Review – BTech APRS-K2 Cable (TRRS/APRS)

by John ‘Miklor’

aprs-k2-25
APRS-K2
It’s long overdue, but there’s finally a TRRS/APRS cable available for radios using a standard Kenwood style K2 connector.

I’ve been wanting to get involved with APRS for a while now, and this made it extremely easy.

APRS-K2 interface cable
The APRS-K2 cable allows you to interface your handheld transceiver with your existing mobile device, including. iPhone, iPad, and Android.
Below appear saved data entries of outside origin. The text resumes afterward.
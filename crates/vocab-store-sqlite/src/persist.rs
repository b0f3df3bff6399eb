//! The upload transaction.
//!
//! Everything here runs synchronously on the connection thread against an
//! open [`rusqlite::Transaction`]. The caller commits; any `Err` returned
//! from these functions drops the transaction, which rolls it back.

use std::collections::HashMap;

use rusqlite::{params, Transaction};
use uuid::Uuid;
use vocab_core::store::WorkUpload;

use crate::encode::{encode_uuid, RawAuthor, RawWork};

// ─── Encoded input ───────────────────────────────────────────────────────────

/// A [`WorkUpload`] with every value already in its column representation, so
/// it can be moved onto the connection thread.
pub struct RawUpload {
  pub author_id:   String,
  pub author_name: String,
  pub work_id:     String,
  pub title:       String,
  pub words:       Vec<RawNewWord>,
  pub occurrences: Vec<RawNewWorkWord>,
  /// Occurrences without a lexical entry, dropped during encoding.
  pub skipped:     usize,
}

pub struct RawNewWord {
  pub word_id:         String,
  pub lemma_raw:       String,
  pub lemma_rich:      String,
  pub translation:     String,
  pub lasla_frequency: i64,
  pub known:           Option<bool>,
}

pub struct RawNewWorkWord {
  pub word_id:        String,
  pub word_index:     u32,
  pub sentence_index: u32,
  pub original_form:  String,
  pub tag:            String,
  pub morph_analysis: String,
}

impl RawUpload {
  pub fn encode(upload: WorkUpload) -> Self {
    let WorkUpload { work, words, occurrences } = upload;

    let words = words
      .into_values()
      .map(|w| RawNewWord {
        word_id:         encode_uuid(w.word_id),
        lemma_raw:       w.lemma_raw,
        lemma_rich:      w.lemma_rich,
        translation:     w.translation,
        lasla_frequency: w.lasla_frequency,
        known:           w.known,
      })
      .collect();

    let total = occurrences.len();
    let occurrences: Vec<RawNewWorkWord> = occurrences
      .into_iter()
      .filter_map(|o| {
        let word_id = o.word_id.filter(|id| !id.is_nil())?;
        Some(RawNewWorkWord {
          word_id:        encode_uuid(word_id),
          word_index:     o.word_index,
          sentence_index: o.sentence_index,
          original_form:  o.original_form,
          tag:            o.tag,
          morph_analysis: o.morph_analysis,
        })
      })
      .collect();

    Self {
      author_id: encode_uuid(work.author_id()),
      author_name: work.author().to_owned(),
      work_id: encode_uuid(work.work_id()),
      title: work.title().to_owned(),
      words,
      skipped: total - occurrences.len(),
      occurrences,
    }
  }
}

/// What the transaction wrote, still in column representation.
pub struct Persisted {
  pub author:      RawAuthor,
  pub work:        RawWork,
  pub words:       usize,
  pub occurrences: usize,
}

// ─── Transaction body ────────────────────────────────────────────────────────

/// Write `upload` inside `tx`, stamping every row with `now`.
pub fn persist(
  tx: &Transaction<'_>,
  upload: &RawUpload,
  now: &str,
) -> rusqlite::Result<Persisted> {
  let author = upsert_author(tx, upload, now)?;
  let work = upsert_work(tx, upload, now)?;

  let mut remap: HashMap<&str, String> = HashMap::with_capacity(upload.words.len());
  for word in &upload.words {
    let persisted = upsert_word(tx, word, now)?;
    remap.insert(word.word_id.as_str(), persisted);
  }

  retire_occurrences(tx, &upload.work_id, now)?;
  for occurrence in &upload.occurrences {
    // An occurrence may reference an entry whose row already existed under
    // a different id; follow the id the upsert returned.
    let word_id = remap
      .get(occurrence.word_id.as_str())
      .map(String::as_str)
      .unwrap_or(&occurrence.word_id);
    upsert_occurrence(tx, &upload.work_id, word_id, occurrence, now)?;
  }

  Ok(Persisted {
    author,
    work,
    words: upload.words.len(),
    occurrences: upload.occurrences.len(),
  })
}

fn upsert_author(
  tx: &Transaction<'_>,
  upload: &RawUpload,
  now: &str,
) -> rusqlite::Result<RawAuthor> {
  tx.query_row(
    "INSERT INTO author (author_id, name, created_at, modified_at)
     VALUES (?1, ?2, ?3, ?3)
     ON CONFLICT (name) DO UPDATE SET
         modified_at = excluded.modified_at,
         deleted_at  = NULL
     RETURNING author_id, name, created_at, modified_at, deleted_at",
    params![upload.author_id, upload.author_name, now],
    RawAuthor::from_row,
  )
}

fn upsert_work(
  tx: &Transaction<'_>,
  upload: &RawUpload,
  now: &str,
) -> rusqlite::Result<RawWork> {
  let (work_id, author_id, title, created_at, modified_at, deleted_at) = tx
    .query_row(
      "INSERT INTO work (work_id, author_id, title, created_at, modified_at)
       VALUES (?1, ?2, ?3, ?4, ?4)
       ON CONFLICT (author_id, title) DO UPDATE SET
           modified_at = excluded.modified_at,
           deleted_at  = NULL
       RETURNING work_id, author_id, title, created_at, modified_at, deleted_at",
      params![upload.work_id, upload.author_id, upload.title, now],
      |r| {
        Ok((
          r.get::<_, String>(0)?,
          r.get::<_, String>(1)?,
          r.get::<_, String>(2)?,
          r.get::<_, String>(3)?,
          r.get::<_, String>(4)?,
          r.get::<_, Option<String>>(5)?,
        ))
      },
    )?;

  Ok(RawWork {
    work_id,
    author_id,
    author_name: upload.author_name.clone(),
    title,
    created_at,
    modified_at,
    deleted_at,
  })
}

/// Upsert one lexical entry and return the id of the row it landed in.
///
/// The entry's natural key is `(lemma_raw, lemma_rich)`. A clash on the
/// content id alone (same rich lemma and translation, different raw lemma)
/// refreshes the existing row without touching its raw lemma. `known` is only
/// overwritten when the caller supplied a value.
fn upsert_word(
  tx: &Transaction<'_>,
  word: &RawNewWord,
  now: &str,
) -> rusqlite::Result<String> {
  tx.query_row(
    "INSERT INTO word (word_id, lemma_raw, lemma_rich, translation,
                       lasla_frequency, known, created_at, modified_at)
     VALUES (?1, ?2, ?3, ?4, ?5, COALESCE(?6, 0), ?7, ?7)
     ON CONFLICT (lemma_raw, lemma_rich) DO UPDATE SET
         translation     = excluded.translation,
         lasla_frequency = excluded.lasla_frequency,
         known           = COALESCE(?6, word.known),
         modified_at     = excluded.modified_at,
         deleted_at      = NULL
     ON CONFLICT DO UPDATE SET
         lasla_frequency = excluded.lasla_frequency,
         known           = COALESCE(?6, word.known),
         modified_at     = excluded.modified_at,
         deleted_at      = NULL
     RETURNING word_id",
    params![
      word.word_id,
      word.lemma_raw,
      word.lemma_rich,
      word.translation,
      word.lasla_frequency,
      word.known,
      now,
    ],
    |r| r.get(0),
  )
}

/// Soft-delete every live occurrence of the work. The upserts that follow
/// revive the positions the new upload still covers.
fn retire_occurrences(
  tx: &Transaction<'_>,
  work_id: &str,
  now: &str,
) -> rusqlite::Result<usize> {
  tx.execute(
    "UPDATE work_word SET deleted_at = ?2, modified_at = ?2
     WHERE work_id = ?1 AND deleted_at IS NULL",
    params![work_id, now],
  )
}

fn upsert_occurrence(
  tx: &Transaction<'_>,
  work_id: &str,
  word_id: &str,
  occurrence: &RawNewWorkWord,
  now: &str,
) -> rusqlite::Result<usize> {
  tx.execute(
    "INSERT INTO work_word (work_word_id, work_id, word_id, word_index,
                            sentence_index, original_form, tag,
                            morph_analysis, created_at, modified_at)
     VALUES (?1, ?2, ?3, ?4, ?5, ?6, ?7, ?8, ?9, ?9)
     ON CONFLICT (work_id, word_index) DO UPDATE SET
         word_id        = excluded.word_id,
         sentence_index = excluded.sentence_index,
         original_form  = excluded.original_form,
         tag            = excluded.tag,
         morph_analysis = excluded.morph_analysis,
         modified_at    = excluded.modified_at,
         deleted_at     = NULL",
    params![
      encode_uuid(Uuid::new_v4()),
      work_id,
      word_id,
      occurrence.word_index,
      occurrence.sentence_index,
      occurrence.original_form,
      occurrence.tag,
      occurrence.morph_analysis,
      now,
    ],
  )
}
One end of the cable uses the Kenwood style K2 connector, while the opposite end is aprs-xover-25terminated with a TRRS connector. Also included with the APRS-K2 is a Reverse Adapter to insure compatibility with all devices. This adapter allows cable to connect to earlier 3.5MM TRRS standards, such as Nokia.

App Driven
The APRS-K2 cable uses a virtual TNC found in several apps, such as APRSDroid, APRS.fi, and Pocket Packet. Plug in the cable, turn on the VOX, and you’re pretty much set to go.

Product Description
BTECH APRS-K2 TRRS / APRS Cable A simple way to start using APRS by using devices you already own. The BTECH APRS-K2 Cable will quickly connect your radio to APRS by using virtual TNC (app driven) on your tablet or device. The APRS-K2 cable is built with a custom circuit board that will automatically adjust the audio for clear packet transmissions with minimal adjustment; along with protecting your devices from strong over modulated signals.
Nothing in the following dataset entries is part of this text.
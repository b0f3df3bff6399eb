//! Authors, each owning zero or more works.

use chrono::{DateTime, Utc};
use serde::{Deserialize, Serialize};
use uuid::Uuid;

/// A persisted author. Authors are never hard-deleted; `deleted_at` is set
/// when their last live work is removed and cleared on the next upload.
#[derive(Debug, Clone, PartialEq, Eq, Serialize, Deserialize)]
pub struct Author {
  /// Derived from `name` via [`crate::identity::author_id`].
  pub author_id:   Uuid,
  pub name:        String,
  pub created_at:  DateTime<Utc>,
  pub modified_at: DateTime<Utc>,
  pub deleted_at:  Option<DateTime<Utc>>,
}

impl Author {
  pub fn is_deleted(&self) -> bool { self.deleted_at.is_some() }
}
Along with allowing APRS functionality the APRS-K2 cable can provide a simple interface gateway to allow several features to your radio!
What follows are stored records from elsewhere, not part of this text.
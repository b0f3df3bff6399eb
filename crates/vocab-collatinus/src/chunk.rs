//! Sentence chunking ahead of the analyser.

use crate::{Error, Result};

/// Longest sentence, in characters, the analyser accepts in one invocation.
pub const MAX_CHUNK_LEN: usize = 4_000;

/// Split sanitised text on full stops into trimmed, non-empty sentences, each
/// re-terminated with a full stop.
///
/// Fails without truncating if any sentence exceeds [`MAX_CHUNK_LEN`].
pub fn chunk_by_sentence(text: &str) -> Result<Vec<String>> {
  let mut chunks = Vec::new();

  for part in text.split('.') {
    let part = part.trim();
    let length = part.chars().count();

    if length > MAX_CHUNK_LEN {
      return Err(Error::ChunkTooLong {
        sentence: chunks.len() + 1,
        length,
        max: MAX_CHUNK_LEN,
      });
    }

    if !part.is_empty() {
      chunks.push(format!("{part}."));
    }
  }

  Ok(chunks)
}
Easily record radio conversations:
By connecting the APRS-K2 cable between your radio and any recording (line-in) device.

Use the APRS-K2 cable as a Mic In Connector:
Set up VOX on your radio to accept any form of incoming audio – such as a Push-to-talk application on a Phone – or a Line-out application from your computer.

Use the APRS-K2 cable to push transmissions over a speaker system:
Easily play audio over a intercom or speaker system from your handheld.

With a backup radio and your own ingenuity, the APRS-K2 cable can serve as an interface for a variety of applications for any amateur. Compatible with Kenwood K2 Accessory Slot Radios (such as BaoFeng, BTECH, Wouxun, TYT) Compatible with all phones, tablets, and computers with 3.5MM Audio In/Out Ports

Includes:
APRS-K2 Cable
Reverse Connector Adapter
Quick Start Guide

Conclusion:

The cable comes with a simple one page instruction sheet which should have you up and running in about 10 minutes after the appropriate app is loaded.
–  Plug in the cable
–  Set your handhelds volume control
–  Turn on the VOX
–  Set your handheld to 144.390 (US)
–  Activate the app

That’s all it takes. If you’ve been considering building an APRS cable, you might find this an easy Plus and Play alternative.

The APRS-K2 can be ordered from   Amazon, or if outside the US, you can go to their website and contact them directly.   Baofeng Tech

Too many toys, too little time.
John ‘Miklor’   K3NXU
http://www.miklor.com

13 comments on “Review – BTech APRS-K2 Cable (TRRS/APRS)

  1. Thanks for publishing.

    Would this cable work with Fldigi on Linux or Windows PC/Tablet, for instance to exchange teletype messages using the HT?
    It’s just an “audio” cable, isn’t it?

    Cheers, Jaap

    • Remember, though, that the *radio* is still an FM rig. RTTY over FM (for example) will work in the same way that CW over FM will work — simply as FM audio and not as a weak-signal mode.

  2. It looks like there are some electronics in the cable bump. It would be interesting to know what is in it, presumably some attenuation and D.C.blocking. There are a variety of schematics floating around — some for direct connections with no components (no electronics), some with various attenuation, but no DC blocking, and some with both.

    Are there any trimmers for level adjustments in the cable?

    I find it a bit disappointing that they didn’t include a VOX circuit (ala Skip Teller’s digivox) for keying up. Without that, the price seems a bit high for essentially an audio cable.

  3. I can never get tracking to work. Send/receive text messages works. Individual pings work and I can see the app APRS signal on my Kenwood D710. Also, can never receive the data showing other APRS stations around me. Any ideas? This is with APRSPros, APRSDroid, UV5R, and both stock and external vehicle antennas.

    Thanks,
    Chris

  4. After a lot of trial I have found APRS with a 5 watt radio pretty useless. Never could receive consistent data, tracks never worked, and messages were hit and miss. Using the apps with cell service worked fine. If I could figure out how to use a cable like this with my Kenwood D-710 to make receiving and sending messages easier that would be nice.